December 23, 2020: On December 23, the South Carolina Public Service Commission (PSC) fully rejected Dominion Energy South Carolina's (DESC) 2020 Integrated Resource Plan (IRP) and required DESC to file a Modified 2020 IRP within 60 days. This was the first IRP DESC submitted under the newly passed South Carolina Energy Freedom Act, with four out of the seven Commissioners newly appointed by the General Assembly.
After 3 days of testimony and 12 witnesses, the PSC found significant deficiencies with DESC's assumptions on load forecasting, fuel prices, energy efficiency, demand side management, coal retirements, clean energy alternatives as well as deficiencies with its modeling, resource plan alternatives, the selection of its preferred plan and the lack of a short-term action plan. The PSC included a large list of items that DESC must re-do over the next 60 days. DESC must form an IRP Stakeholder Group, which will provide input and review on changes to DESC IRP methodology, modeling inputs and assumptions as well as on guidelines for the required coal retirement analysis. The PSC was persuaded by the testimony of numerous intervenors, including Sierra Club witness Derek Stenclik, that DESC failed to consider near term solar and battery storage as a supply-side resource and failed to consider earlier coal retirements. Not only must DESC include clean energy and early coal retirements in its revised modeling, but it also must re-run their model using the set of assumptions from the Solar Business Alliance witness Mr. Sercy and Sierra Club witness Mr. Stenclik on solar battery storage, escalation rates, combustion turbines, CO2 prices and fuel prices.
Most importantly, for our involvement in this case, based on Sierra Club witness Stenclik's testimony, the PSC concluded that there were other viable, less expensive resource plans that include retiring coal plants and accelerating the transition to clean energy that DESC failed to consider; therefore, DESC is required to immediately perform a robust coal retirement analysis that not only includes the effluent limitation guideline (ELG) costs but the analysis must be conducted prior to making any decisions to retrofit the Wateree and Williams coal plants to comply with the ELG rules. In line with the requirement to conduct a coal retirement analysis, the PSC also stated that it was opening a new coal docket to assess the retirement and replacement of DESC's three coal plants: Williams, Wateree and Cope. This new coal docket will not only evaluate the reliability risks and environmental costs of continued operation but will also assess the replacement of the coal plants, informed by resource bids, with clean energy.

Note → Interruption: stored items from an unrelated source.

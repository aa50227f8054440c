pub mod config;
pub mod error;
pub mod event;
pub mod flow;
pub mod traits;
pub mod types;

pub use config::AppConfig;
pub use error::{FlowError, Result, ValidationError};
pub use event::EventBus;
pub use flow::*;
pub use types::*;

Some additional highlights of the PSC's Final Order include the conclusion that the DESC unreasonably dismissed a high demand side management (DSM) scenario and must now work with the DSM Advisory Group to conduct a rapid assessment of the cost effectiveness of increasing DSM to a 1% level of savings in years 2022-2024. In their next full IRP, in 2023, DESC will also be required to evaluate DSM level of savings of 1.25%-2%. DESC will be required to include in all IRPs going forward, including the Modified 2020 IRP, a DSM Action Plan on how they will meet the DSM milestones as well as a three year action plan on how it will implement its overall IRP. Lastly, DESC must include the proposed bill impacts to customers for each of its resource plans.